Not a Billy Goat, but?
What is it about Chicago and goats? No offense to Mr. Wrigley, but Bucktown, curiously, gets its name from the large number of goats that were once raised in the neighborhood during the 19th century. That was when Bucktown was the center of the city's famed Polish Downtown. The original Polish term for the neighborhood was Kozie Prery (Goat Prairie). Located directly north of Wicker Park and northwest of the Loop, Bucktown is in the eastern end of the Logan Square community area in Chicago. Its boundaries are Fullerton Avenue to the north, Western Avenue to the west, Bloomingdale Avenue to the south, and the Kennedy Expressway to the east. Its original boundaries were Fullerton Avenue, Damen Avenue, Armitage Avenue and Western Avenue.
Not surprisingly, the neighborhood's origins are rooted in the Polish working class, which first began to settle in the area in the 1830s. A large influx of German immigrants arrived in 1848 and in 1854, they established the town of Holstein, which was eventually annexed into Chicago in 1863. The influx of Polish immigrants, the annexation of Jefferson Township into Chicago and the completion of the Logan Square branch of the metropolitan El train combined to influence the rapid increase in Bucktown's population density. Some of the Chicago’s most opulent churches designed in the so-called Polish Cathedral style—St. Hedwig's, the former Cathedral of All Saints and St. Mary of the Angels date from this era.
The Melting Pot
Many of Bucktown’s streets were named for famous citizens honoring their Polish heritage—people such as Polish noblemen and patriots Tadeus Kosciusko and Kazmierz Pulaski, the Sobieski royal family and Leipzig (for the Battle of Leipzig).

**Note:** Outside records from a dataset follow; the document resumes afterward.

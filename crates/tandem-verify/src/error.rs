//! Errors raised while assembling the pipeline.
//!
//! Running the pipeline never fails; only construction from configuration can.

use thiserror::Error;

#[derive(Debug, Error)]
pub enum VerifyError {
    #[error("config error: {0}")]
    Config(#[from] tandem_config::ConfigError),

    #[error("oracle error: {0}")]
    Oracle(#[from] tandem_oracle::OracleError),
}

However, the City Council, prompted by a Bucktown-based German contingent with political clout, changed these Polish-sounding names in 1895 and 1913 to those of a more Teutonic flavor, calling them Hamburg, Frankfort, Berlin and Holstein. Anti-German sentiment during World War I reversed the name change to today's very Anglo-Saxon sounding names: McLean, Shakespeare, Charleston, and Palmer.